Certiorari to review an order of the industrial commission denying compensation to relator. Affirmed.
Doherty, Rumble, Bunn Butler, for relator.
J.F. Boyles, for respondents.
Certiorari to review a decision of the industrial commission refusing relator compensation for an arm fracture received in an automobile collision.
The collision occurred at about 11:30 p.m. of August 5, 1926, three miles south of Forest Lake upon highway No. 1. Relator was in the employ of the respondent Twin City Egg Poultry Association, having its main office in St. Paul. He lived at Forest Lake and every morning reported at the main office for directions as to his day's work. In his work he used his Ford roadster, receiving pay for the mileage traveled in the course of his duties. He took orders for eggs and poultry, visited members of the association, and solicited new members. He had no stated hours of work and often continued therein evenings.

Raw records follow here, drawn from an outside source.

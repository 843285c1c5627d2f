//! Type description tree for the Tessera template generator.
//!
//! A generation pass consumes a list of root [`TypeNode`]s. Each node names
//! a [`Classification`] which selects the template that renders it; children
//! are rendered recursively and spliced into their parent's template.
//!
//! # Architecture
//!
//! ```text
//! context.json → tessera-manifest (parsing) → tessera-ir (TypeNode tree) → tessera-codegen
//! ```
//!
//! The tree is immutable input data: it is materialized once per pass and
//! nothing downstream mutates it.

mod classification;
mod node;

pub use classification::Classification;
pub use node::TypeNode;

On the day in question he arrived at his home in Forest Lake about 7 p.m. coming from Monticello, where he had been sent in the afternoon. After supper he saw two customers at Forest Lake, then went home. About 10 p.m. it occurred to him that he should go out to one Danninger, who lived one and one-half miles off of highway No. 1 and three or four miles from Forest Lake, to see if he could get names of some prospective customers. He invited one Oscar Johnson to ride with him. They drove to Danninger's and found the house dark; then instead of driving home drove on to Hugo, nine miles south of Forest Lake, to see a restaurant keeper there but, finding the restaurant closed, they started back to Forest Lake. When within three miles thereof, on a straight, well-graveled stretch of highway No. 1, they collided with a Buick sedan driven south by Arthur Remole. There was evidence that relator was drunk and swerved the car to the left of the center of the road, striking and shearing off the left front wheel of the Buick, which then was operated as closely as possible to the ditch on the west side of the road. Oscar Johnson was concededly drunk. He threw away one bottle of whisky and one was found on his person right after the collision. Relator denies that he had partaken of any liquor, accuses Remole of being drunk, claims to have been four or five feet to the left of the center of the road when struck by the Buick, and says that he did not notice that his companion was under the influence of liquor. He is corroborated as to his own condition by the doctor who attended his broken arm and others then present about half an hour after the accident.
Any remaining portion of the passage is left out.